(Goal of the exercise):
Locate each line with the string "true" in the listing below and copy it.
Data for analysis below:
// src/lib.rs
pub mod app;
pub mod config;
pub mod health;
pub mod metrics;
pub mod server;
pub mod tier;
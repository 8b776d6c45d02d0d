// src/config/mod.rs
mod models;

pub use models::*;

use anyhow::{Context, Result};
use std::path::Path;

pub const ENV_PREFIX: &str = "TIERED_HEALTH";

/// Resolve the process configuration once at startup.
///
/// Layers, lowest precedence first: built-in defaults, the optional YAML or
/// JSON file at `path`, `TIERED_HEALTH__*` environment variables, and finally
/// the per-tier route variables (`HEALTH_LIVE_URL`, `healthLiveUrl`, ...).
pub fn load_config(path: Option<&Path>) -> Result<Config> {
    let mut builder = ::config::Config::builder();

    if let Some(path) = path {
        builder = builder.add_source(::config::File::from(path).required(false));
    }

    let settings = builder
        .add_source(
            ::config::Environment::with_prefix(ENV_PREFIX)
                .separator("__")
                .try_parsing(true),
        )
        .build()
        .context("Failed to read configuration sources")?;

    let mut config: Config = settings
        .try_deserialize()
        .context("Failed to parse configuration")?;

    config.apply_route_overrides(|key| std::env::var(key).ok());
    config.validate().context("Invalid configuration")?;

    Ok(config)
}
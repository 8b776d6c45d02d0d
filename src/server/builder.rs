// src/server/builder.rs
use anyhow::{Context, Result};
use hyper::{server::conn::Http, Body, Request, Response};
use std::future::Future;
use std::io;
use std::net::SocketAddr;
use std::time::Duration;
use tokio::net::TcpListener;
use tokio::sync::watch;
use tower::Service;
use tracing::{debug, error, info, warn};

const DEFAULT_SHUTDOWN_GRACE: Duration = Duration::from_secs(10);
const ACCEPT_BACKOFF: Duration = Duration::from_secs(1);

/// Builder pattern so `main.rs` can inject the health router (or any handler).
pub struct ServerBuilder<H> {
    addr: SocketAddr,
    handler: Option<H>,
    shutdown_grace: Duration,
}

/// A bound listener ready to accept connections.
pub struct Server<H> {
    listener: TcpListener,
    handler: H,
    shutdown_grace: Duration,
}

impl<H> ServerBuilder<H>
where
    H: Service<Request<Body>, Response = Response<Body>> + Send + Clone + 'static,
    H::Error: Into<Box<dyn std::error::Error + Send + Sync>>,
    H::Future: Send + 'static,
{
    pub fn new(addr: SocketAddr) -> Self {
        Self {
            addr,
            handler: None,
            shutdown_grace: DEFAULT_SHUTDOWN_GRACE,
        }
    }

    pub fn with_handler(mut self, handler: H) -> Self {
        self.handler = Some(handler);
        self
    }

    /// How long in-flight connections may keep running after shutdown starts.
    pub fn with_shutdown_grace(mut self, grace: Duration) -> Self {
        self.shutdown_grace = grace;
        self
    }

    pub async fn bind(self) -> Result<Server<H>> {
        let handler = self
            .handler
            .context("handler must be set via with_handler()")?;

        let listener = TcpListener::bind(self.addr)
            .await
            .with_context(|| format!("Failed to bind {}", self.addr))?;

        Ok(Server {
            listener,
            handler,
            shutdown_grace: self.shutdown_grace,
        })
    }
}

impl<H> Server<H>
where
    H: Service<Request<Body>, Response = Response<Body>> + Send + Clone + 'static,
    H::Error: Into<Box<dyn std::error::Error + Send + Sync>>,
    H::Future: Send + 'static,
{
    pub fn local_addr(&self) -> Result<SocketAddr> {
        Ok(self.listener.local_addr()?)
    }

    /// Accept connections until `shutdown` resolves, then let open
    /// connections finish their current request within the grace period.
    pub async fn serve_with_shutdown<F>(self, shutdown: F) -> Result<()>
    where
        F: Future<Output = ()>,
    {
        let addr = self.local_addr()?;
        info!("HTTP server listening on {}", addr);

        let (drain_tx, drain_rx) = watch::channel(false);
        tokio::pin!(shutdown);

        loop {
            tokio::select! {
                accepted = self.listener.accept() => {
                    let (stream, peer) = match accepted {
                        Ok(conn) => conn,
                        Err(err) if is_connection_error(&err) => {
                            debug!(%err, "peer dropped before accept");
                            continue;
                        }
                        Err(err) => {
                            // e.g. EMFILE; retrying at once would spin
                            error!(%err, "accept failed, backing off for {:?}", ACCEPT_BACKOFF);
                            tokio::time::sleep(ACCEPT_BACKOFF).await;
                            continue;
                        }
                    };
                    let svc = self.handler.clone();
                    let mut drain = drain_rx.clone();

                    // One Tokio task per connection.
                    tokio::spawn(async move {
                        let conn = Http::new().serve_connection(stream, svc);
                        tokio::pin!(conn);
                        let mut draining = false;

                        loop {
                            tokio::select! {
                                res = conn.as_mut() => {
                                    if let Err(err) = res {
                                        warn!(%peer, %err, "connection error");
                                    }
                                    break;
                                }
                                _ = drain.changed(), if !draining => {
                                    draining = true;
                                    conn.as_mut().graceful_shutdown();
                                }
                            }
                        }
                    });
                }
                _ = &mut shutdown => break,
            }
        }

        info!("Stopped accepting connections, draining");
        drop(self.listener);
        drop(drain_rx);
        let _ = drain_tx.send(true);

        if tokio::time::timeout(self.shutdown_grace, drain_tx.closed())
            .await
            .is_err()
        {
            warn!(
                "Connections still open after {:?}, shutting down anyway",
                self.shutdown_grace
            );
        }

        Ok(())
    }

    pub async fn serve(self) -> Result<()> {
        self.serve_with_shutdown(std::future::pending()).await
    }
}

/// Errors that only concern the one connection being accepted.
fn is_connection_error(err: &io::Error) -> bool {
    matches!(
        err.kind(),
        io::ErrorKind::ConnectionRefused
            | io::ErrorKind::ConnectionAborted
            | io::ErrorKind::ConnectionReset
    )
}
End of Data for analysis.
(Response below):
                .try_parsing(true),
                                    draining = true;
        let _ = drain_tx.send(true);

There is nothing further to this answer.